• Work task:
For the listing below, give the number of lines that contain the word "rename" and no other text.

• Exercise data:
Start of Block

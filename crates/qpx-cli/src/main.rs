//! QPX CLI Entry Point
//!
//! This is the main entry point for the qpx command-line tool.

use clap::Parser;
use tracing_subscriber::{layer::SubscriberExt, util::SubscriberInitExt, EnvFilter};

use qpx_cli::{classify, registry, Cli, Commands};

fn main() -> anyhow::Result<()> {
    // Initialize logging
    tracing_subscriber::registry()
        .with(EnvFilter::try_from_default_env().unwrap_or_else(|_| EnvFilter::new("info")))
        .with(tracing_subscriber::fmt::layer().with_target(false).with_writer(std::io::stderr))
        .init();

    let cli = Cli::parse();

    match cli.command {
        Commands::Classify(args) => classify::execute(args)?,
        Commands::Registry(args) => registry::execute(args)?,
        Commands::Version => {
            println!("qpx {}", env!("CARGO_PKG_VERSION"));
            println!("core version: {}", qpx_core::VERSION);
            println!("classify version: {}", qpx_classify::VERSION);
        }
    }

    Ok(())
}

End of Block
Start of Block

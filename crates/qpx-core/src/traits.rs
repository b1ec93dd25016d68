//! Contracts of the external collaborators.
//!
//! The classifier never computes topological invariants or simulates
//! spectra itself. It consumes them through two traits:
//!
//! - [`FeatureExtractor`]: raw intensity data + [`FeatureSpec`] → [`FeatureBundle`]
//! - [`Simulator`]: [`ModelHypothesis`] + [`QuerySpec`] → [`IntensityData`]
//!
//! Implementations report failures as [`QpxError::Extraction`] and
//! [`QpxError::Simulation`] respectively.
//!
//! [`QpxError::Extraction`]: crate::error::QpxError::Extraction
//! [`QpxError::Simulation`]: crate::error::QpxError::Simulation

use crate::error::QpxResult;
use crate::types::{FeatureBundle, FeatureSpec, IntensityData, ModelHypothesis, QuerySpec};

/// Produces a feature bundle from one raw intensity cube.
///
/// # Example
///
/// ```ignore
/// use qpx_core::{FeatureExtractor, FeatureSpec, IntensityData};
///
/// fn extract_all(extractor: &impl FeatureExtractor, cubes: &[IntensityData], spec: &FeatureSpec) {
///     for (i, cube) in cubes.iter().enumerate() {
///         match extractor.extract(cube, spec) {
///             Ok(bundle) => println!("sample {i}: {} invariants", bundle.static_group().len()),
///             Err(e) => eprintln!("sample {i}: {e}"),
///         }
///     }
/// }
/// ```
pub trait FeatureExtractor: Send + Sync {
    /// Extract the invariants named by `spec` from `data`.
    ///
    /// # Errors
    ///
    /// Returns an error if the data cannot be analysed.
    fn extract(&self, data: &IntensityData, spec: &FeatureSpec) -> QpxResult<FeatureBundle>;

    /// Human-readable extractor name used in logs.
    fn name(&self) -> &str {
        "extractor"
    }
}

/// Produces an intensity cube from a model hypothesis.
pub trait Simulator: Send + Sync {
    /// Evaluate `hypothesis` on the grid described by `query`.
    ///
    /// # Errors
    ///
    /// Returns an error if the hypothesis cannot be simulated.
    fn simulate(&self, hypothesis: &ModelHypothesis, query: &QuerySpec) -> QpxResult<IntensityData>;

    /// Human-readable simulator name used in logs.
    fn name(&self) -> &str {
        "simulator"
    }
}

End of Block
Start of Block

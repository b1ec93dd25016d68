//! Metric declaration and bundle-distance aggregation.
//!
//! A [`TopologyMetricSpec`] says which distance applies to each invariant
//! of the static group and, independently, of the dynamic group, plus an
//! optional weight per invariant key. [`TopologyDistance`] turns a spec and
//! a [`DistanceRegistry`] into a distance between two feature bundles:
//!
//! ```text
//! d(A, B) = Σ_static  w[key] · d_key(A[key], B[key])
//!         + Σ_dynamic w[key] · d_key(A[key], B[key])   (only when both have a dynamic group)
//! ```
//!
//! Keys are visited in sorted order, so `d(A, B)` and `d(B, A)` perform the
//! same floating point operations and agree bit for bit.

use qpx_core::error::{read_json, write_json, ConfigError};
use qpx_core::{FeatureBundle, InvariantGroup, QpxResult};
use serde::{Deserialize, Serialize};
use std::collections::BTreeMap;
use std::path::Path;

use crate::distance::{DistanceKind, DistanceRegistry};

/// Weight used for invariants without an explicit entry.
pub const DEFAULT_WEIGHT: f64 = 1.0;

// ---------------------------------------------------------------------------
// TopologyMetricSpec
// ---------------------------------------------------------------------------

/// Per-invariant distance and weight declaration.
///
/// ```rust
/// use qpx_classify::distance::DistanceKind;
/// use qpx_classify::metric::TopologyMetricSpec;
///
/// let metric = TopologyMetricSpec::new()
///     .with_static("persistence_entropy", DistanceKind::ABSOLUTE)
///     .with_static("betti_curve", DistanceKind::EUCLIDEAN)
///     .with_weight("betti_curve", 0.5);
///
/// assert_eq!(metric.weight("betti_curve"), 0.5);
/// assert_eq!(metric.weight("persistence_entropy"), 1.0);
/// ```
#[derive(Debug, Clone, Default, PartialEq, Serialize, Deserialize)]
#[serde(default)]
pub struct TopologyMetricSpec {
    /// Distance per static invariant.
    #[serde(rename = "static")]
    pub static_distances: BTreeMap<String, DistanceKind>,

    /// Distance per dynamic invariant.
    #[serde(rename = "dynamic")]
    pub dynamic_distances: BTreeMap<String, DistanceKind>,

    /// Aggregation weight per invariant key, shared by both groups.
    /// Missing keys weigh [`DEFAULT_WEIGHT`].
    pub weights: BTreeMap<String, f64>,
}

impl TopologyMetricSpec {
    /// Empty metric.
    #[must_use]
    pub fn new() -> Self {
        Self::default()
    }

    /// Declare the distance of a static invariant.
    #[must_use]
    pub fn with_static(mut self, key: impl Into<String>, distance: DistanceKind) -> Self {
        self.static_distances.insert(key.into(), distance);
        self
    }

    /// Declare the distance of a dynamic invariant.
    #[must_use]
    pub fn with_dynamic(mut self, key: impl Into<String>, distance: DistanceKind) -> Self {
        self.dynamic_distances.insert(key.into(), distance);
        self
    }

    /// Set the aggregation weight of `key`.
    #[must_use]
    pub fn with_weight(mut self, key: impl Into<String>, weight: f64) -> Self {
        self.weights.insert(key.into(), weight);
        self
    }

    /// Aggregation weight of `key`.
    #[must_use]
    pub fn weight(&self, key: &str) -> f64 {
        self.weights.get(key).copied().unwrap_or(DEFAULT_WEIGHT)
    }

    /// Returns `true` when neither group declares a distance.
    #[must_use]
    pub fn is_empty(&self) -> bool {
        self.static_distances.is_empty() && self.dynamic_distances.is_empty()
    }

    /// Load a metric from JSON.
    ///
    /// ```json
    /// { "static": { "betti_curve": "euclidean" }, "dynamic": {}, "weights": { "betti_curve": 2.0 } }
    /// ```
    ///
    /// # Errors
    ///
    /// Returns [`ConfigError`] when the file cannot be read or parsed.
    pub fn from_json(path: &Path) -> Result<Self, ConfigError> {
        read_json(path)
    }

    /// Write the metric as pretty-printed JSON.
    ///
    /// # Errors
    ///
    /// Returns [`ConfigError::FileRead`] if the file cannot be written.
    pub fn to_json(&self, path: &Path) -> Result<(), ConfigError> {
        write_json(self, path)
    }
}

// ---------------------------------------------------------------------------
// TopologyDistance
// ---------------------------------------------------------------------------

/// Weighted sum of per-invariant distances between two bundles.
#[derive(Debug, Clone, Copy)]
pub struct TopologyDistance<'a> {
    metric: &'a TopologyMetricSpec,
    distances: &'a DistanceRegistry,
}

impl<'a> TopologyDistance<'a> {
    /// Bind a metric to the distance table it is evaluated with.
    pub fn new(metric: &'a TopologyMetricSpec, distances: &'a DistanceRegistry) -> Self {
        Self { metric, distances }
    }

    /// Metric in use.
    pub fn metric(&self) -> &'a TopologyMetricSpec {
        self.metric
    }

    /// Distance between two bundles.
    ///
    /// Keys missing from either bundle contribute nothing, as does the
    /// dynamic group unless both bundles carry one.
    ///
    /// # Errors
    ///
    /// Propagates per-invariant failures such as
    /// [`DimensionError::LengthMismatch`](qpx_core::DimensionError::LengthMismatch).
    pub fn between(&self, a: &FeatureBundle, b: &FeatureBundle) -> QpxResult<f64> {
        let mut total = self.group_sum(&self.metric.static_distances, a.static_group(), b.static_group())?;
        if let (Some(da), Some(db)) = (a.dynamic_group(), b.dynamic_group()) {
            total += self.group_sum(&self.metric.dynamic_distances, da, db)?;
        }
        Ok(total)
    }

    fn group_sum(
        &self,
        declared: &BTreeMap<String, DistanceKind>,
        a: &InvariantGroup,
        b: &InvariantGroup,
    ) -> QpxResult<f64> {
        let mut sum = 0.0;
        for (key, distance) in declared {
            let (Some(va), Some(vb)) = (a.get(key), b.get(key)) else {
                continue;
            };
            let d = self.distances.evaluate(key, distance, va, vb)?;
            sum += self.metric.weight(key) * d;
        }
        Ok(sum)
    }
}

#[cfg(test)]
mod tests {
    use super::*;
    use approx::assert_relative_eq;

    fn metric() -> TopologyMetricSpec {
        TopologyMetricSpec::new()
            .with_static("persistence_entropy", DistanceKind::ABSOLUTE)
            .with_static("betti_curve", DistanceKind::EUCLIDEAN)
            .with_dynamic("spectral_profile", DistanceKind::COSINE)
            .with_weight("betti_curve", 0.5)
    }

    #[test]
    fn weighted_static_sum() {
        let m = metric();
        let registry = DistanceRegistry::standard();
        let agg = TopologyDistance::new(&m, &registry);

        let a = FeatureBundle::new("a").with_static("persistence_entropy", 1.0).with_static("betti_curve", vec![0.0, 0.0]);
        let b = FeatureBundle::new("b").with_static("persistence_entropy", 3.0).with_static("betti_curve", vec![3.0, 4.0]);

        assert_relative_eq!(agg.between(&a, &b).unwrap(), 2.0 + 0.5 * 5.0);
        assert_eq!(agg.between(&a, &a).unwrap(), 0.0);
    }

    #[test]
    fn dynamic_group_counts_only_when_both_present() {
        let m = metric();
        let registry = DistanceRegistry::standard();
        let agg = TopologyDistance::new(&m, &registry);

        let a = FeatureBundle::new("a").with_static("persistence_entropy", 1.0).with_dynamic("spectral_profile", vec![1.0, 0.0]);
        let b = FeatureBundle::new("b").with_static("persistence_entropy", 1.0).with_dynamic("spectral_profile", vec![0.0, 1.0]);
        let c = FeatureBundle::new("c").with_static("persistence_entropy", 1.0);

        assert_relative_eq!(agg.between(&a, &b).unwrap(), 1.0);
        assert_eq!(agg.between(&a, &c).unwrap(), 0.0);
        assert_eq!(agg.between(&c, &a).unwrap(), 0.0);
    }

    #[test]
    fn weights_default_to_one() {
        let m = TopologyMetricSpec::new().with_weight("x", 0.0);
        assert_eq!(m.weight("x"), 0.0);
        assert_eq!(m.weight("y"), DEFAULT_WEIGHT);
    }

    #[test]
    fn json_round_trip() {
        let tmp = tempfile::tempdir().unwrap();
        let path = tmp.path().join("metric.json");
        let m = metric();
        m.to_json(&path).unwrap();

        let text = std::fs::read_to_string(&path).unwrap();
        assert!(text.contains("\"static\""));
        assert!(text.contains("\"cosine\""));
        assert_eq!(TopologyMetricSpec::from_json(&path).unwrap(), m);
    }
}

End of Block

• Exercise output:
2